A former Merrillville ear, nose and throat doctor who eluded authorities for more than five years before his capture on a snowy Italian mountainside pleaded guilty to felony charges of insurance fraud July 23.

Mark Weinberger, 49, built a multi-million-dollar practice billing himself as “The Nose Doctor.” He abandoned the practice in 2004, disappearing while vacationing in Greece. He was captured in 2009 and extradited to the United States, where he had debts totaling millions of dollars and faces hundreds of malpractice claims.

Weinberger pleaded guilty before Chief Judge Philip Simon in the Hammond Division of the U.S. District Court for the Northern District of Indiana. Sentencing is set for Oct. 12, and he faces up to 10 years in prison if Simon accepts the plea.

Simon told the Post-Tribune of Merrillville, “I’m virtually certain I’m going to accept the plea agreement.”

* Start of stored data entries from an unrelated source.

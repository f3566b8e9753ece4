use crate::crypto_transfer::TABLE_NAME;

/// One row per entity affected by a crypto transfer.
///
/// `amount` is signed: debits are negative, credits positive. No field is
/// range checked.
#[derive(Clone, Copy, Default, PartialEq, Eq, Hash)]
pub struct CryptoTransfer {
    pub entity_id: i64,
    /// Nanoseconds since the epoch.
    pub consensus_timestamp: i64,
    /// Tinybars.
    pub amount: i64,
}

impl CryptoTransfer {
    pub const fn new(entity_id: i64, consensus_timestamp: i64, amount: i64) -> Self {
        Self { entity_id, consensus_timestamp, amount }
    }

    pub const fn table_name() -> &'static str {
        TABLE_NAME
    }
}

/// Net amount moved for one entity over a consensus timestamp window.
#[derive(Debug, Clone, Copy, PartialEq, Eq)]
pub struct BalanceChange {
    pub entity_id: i64,
    pub amount: i64,
}
use crate::entity::EntityId;

const NANOS_PER_SECOND: i64 = 1_000_000_000;

pub fn entity_id_to_string(id: i64) -> String {
    EntityId::decode(id).to_string()
}

/// `seconds.nanos` with nine fractional digits.
pub fn timestamp_to_string(timestamp: i64) -> String {
    let seconds = timestamp.div_euclid(NANOS_PER_SECOND);
    let nanos = timestamp.rem_euclid(NANOS_PER_SECOND);
    format!("{seconds}.{nanos:09}")
}
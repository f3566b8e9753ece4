mod cli {
    pub mod insert {
        pub mod args;
        pub mod run;
    }
    pub mod query {
        pub mod args;
        pub mod response;
        pub mod run;
    }
    pub mod cmd;
}

use clap::Parser;
use eyre::Result;
use tracing_subscriber::EnvFilter;

use crate::cli::cmd::{Cli, Command};

#[tokio::main]
async fn main() -> Result<()> {
    let cli = Cli::parse();

    init_tracing();

    match &cli.command {
        Command::Insert(args) => {
            tracing::info!("Insert Command: {:?}", args);
            cli::insert::run::insert(args).await
        }
        Command::Select(query) => {
            tracing::info!("Select Query: {:?}", query);
            cli::query::run::select(query).await
        }
        Command::Balances(query) => {
            tracing::info!("Balances Query: {:?}", query);
            cli::query::run::balances(query).await
        }
    }
}

// stdout carries the JSON output, so logs go to stderr
fn init_tracing() {
    tracing_subscriber::fmt::Subscriber::builder()
        .with_env_filter(EnvFilter::from_default_env())
        .with_writer(std::io::stderr)
        .init();
}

It’s the second time Weinberger has pleaded to the charges. Last year, Simon rejected a plea deal in which Weinberger would have served a four-year prison sentence. Weinberger is charged with 22 counts of insurance fraud alleging that he billed his malpractice carrier for surgeries that he didn’t perform totaling about $350,000.

Weinberger also faces more than 350 malpractice suits from former patients who claimed that Weinberger performed unnecessary or outmoded surgeries that might have worsened their conditions.

Separately, Weinberger’s malpractice carrier has sued him, claiming he was uncooperative and his actions void its duty to defend. Weinberger, in turn, sued the carrier, claiming bad faith. Still to be untangled in the federal courts is who will pay mounting judgments. The Indiana Patient’s Compensation Fund, which pays malpractice judgments up to $1 million above the insurance cap of $250,000, also is involved in the Weinberger cases in federal court.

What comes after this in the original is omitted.